Lunes 20 de mayo de 2019

Cuando mi amado hijo andaba con sus apóstoles, les enseñaba y guiaba durante aquellos tres años de su vida pública, los instruía así como lo hace contigo. Les preparaba para una misión tan importante, ellos unos hombres sencillos e ignorantes, pero con un corazón grande, generoso y sobre todo dispuesto. Les enseñó mientras anduvo entre ellos, después envió sobre ellos el Espíritu Santo y les recordó todo lo que les había enseñado, les dio valor, valentía, ánimos de cumplir con esa misión. Yo, como buena madre, rogué al Eterno Padre por ustedes: el Remanente Fiel de mi Hijo. Y desde el día de ayer ha sido derramado el Espíritu Santo sobre ustedes en toda su plenitud.
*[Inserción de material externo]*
//! Client-side caches of the backend cart and wishlist.
//!
//! Both stores follow the same pattern: an authoritative `fetch` replaces
//! local state wholesale, mutations call the backend and then either refetch
//! or apply an optimistic change. Every fetch and every optimistic change
//! takes a ticket from a [`FetchGuard`]; a fetch response is only applied if
//! nothing newer has been applied in the meantime.

pub mod cart;
pub mod wishlist;

pub use cart::{CartStore, CheckoutUnavailable};
pub use wishlist::WishlistStore;

use std::sync::{Mutex, MutexGuard, PoisonError};

/// Lifecycle of a store's most recent authoritative fetch.
#[derive(Debug, Clone, Default, PartialEq, Eq)]
pub enum LoadState {
    #[default]
    Idle,
    Loading,
    Ready,
    Failed(String),
}

impl LoadState {
    #[must_use]
    pub const fn is_loading(&self) -> bool {
        matches!(self, Self::Loading)
    }

    /// The recorded error message, if the last fetch failed.
    #[must_use]
    pub fn error(&self) -> Option<&str> {
        match self {
            Self::Failed(message) => Some(message),
            _ => None,
        }
    }
}

/// Result of a store mutation, for callers that want more than the notice.
#[derive(Debug, Clone, PartialEq, Eq)]
pub struct MutationOutcome {
    pub success: bool,
    pub message: String,
}

impl MutationOutcome {
    #[must_use]
    pub fn ok(message: impl Into<String>) -> Self {
        Self {
            success: true,
            message: message.into(),
        }
    }

    #[must_use]
    pub fn failed(message: impl Into<String>) -> Self {
        Self {
            success: false,
            message: message.into(),
        }
    }
}

// =============================================================================
// FetchGuard
// =============================================================================

/// Request-sequence bookkeeping that keeps stale responses out.
///
/// Tickets increase monotonically. `applied` is the ticket of the newest
/// state written into the store; a fetch holding an older ticket lost the
/// race and its response is dropped.
#[derive(Debug, Default)]
pub(crate) struct FetchGuard {
    next: u64,
    applied: u64,
    latest_fetch: u64,
}

impl FetchGuard {
    fn issue(&mut self) -> u64 {
        self.next += 1;
        self.next
    }

    /// Ticket for a fetch that is about to start.
    pub(crate) fn begin_fetch(&mut self) -> u64 {
        let ticket = self.issue();
        self.latest_fetch = ticket;
        ticket
    }

    /// Whether a fetch response may overwrite the store. Marks it applied.
    pub(crate) fn accept(&mut self, ticket: u64) -> bool {
        if ticket < self.applied {
            return false;
        }
        self.applied = ticket;
        true
    }

    /// Record a local change that supersedes every fetch already in flight.
    pub(crate) fn supersede(&mut self) -> u64 {
        let ticket = self.issue();
        self.applied = ticket;
        ticket
    }

    /// Whether `ticket` belongs to the most recently started fetch.
    pub(crate) const fn is_latest_fetch(&self, ticket: u64) -> bool {
        ticket == self.latest_fetch
    }
}

/// Lock a store mutex, recovering the data if a holder panicked.
///
/// Store state is always left consistent between statements, so a poisoned
/// lock carries nothing worse than a half-finished notification.
pub(crate) fn lock<T>(mutex: &Mutex<T>) -> MutexGuard<'_, T> {
    mutex.lock().unwrap_or_else(PoisonError::into_inner)
}

#[cfg(test)]
mod tests {
    use super::*;

    #[test]
    fn test_later_fetch_wins_over_earlier() {
        let mut guard = FetchGuard::default();
        let slow = guard.begin_fetch();
        let fast = guard.begin_fetch();

        assert!(guard.accept(fast));
        assert!(!guard.accept(slow));
        assert!(!guard.is_latest_fetch(slow));
    }

    #[test]
    fn test_optimistic_change_discards_inflight_fetch() {
        let mut guard = FetchGuard::default();
        let inflight = guard.begin_fetch();
        guard.supersede();

        assert!(!guard.accept(inflight));
        assert!(guard.is_latest_fetch(inflight));

        let confirm = guard.begin_fetch();
        assert!(guard.accept(confirm));
    }

    #[test]
    fn test_sequential_fetches_all_apply() {
        let mut guard = FetchGuard::default();
        for _ in 0..3 {
            let ticket = guard.begin_fetch();
            assert!(guard.accept(ticket));
        }
    }

    #[test]
    fn test_load_state_error() {
        assert_eq!(LoadState::Failed("boom".into()).error(), Some("boom"));
        assert_eq!(LoadState::Ready.error(), None);
        assert!(LoadState::Loading.is_loading());
    }
}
Sean valientes, decididos, animosos a llevar a cabo la misión de salvar la Santa Iglesia, reunir de todos los rincones de La Tierra a los verdaderos fieles y conducirlos al aprisco del Señor, Nuestro Dios. Dile a mi querido Noé que defienda la Santa Iglesia y todo lo que ayer en su ordenación episcopal le fue entregado. Esto es La Santa Tradición, la verdadera y sana doctrina y el auténtico Magisterio. Pedirle haga su escudo episcopal y escoge su frase bíblica que marcará su Episcopado. Decirle que junto contigo el amado apóstol de mi hijo dirigirán su Iglesia y llevarán a las ovejas a pastar en buenos campos y les darán a beber de la fuente de la vida que emana del Costado abierto de mi hijo. Sigan orando por mi amado Papa Benedicto XVI que sigue sufriendo encerrado entre los muros del Vaticano, Él desde ahí ora por ustedes, por la verdadera Iglesia de mi hijo. Tras su muerte comenzará el desierto para la Iglesia, sufrirán, serán calumniados, difamados y perseguidos, pero tengan por seguro que valdrá la pena sufrir por quien les ama tanto. Les bendigo con mi amor de madre y les guardo en mi Inmaculado Corazón.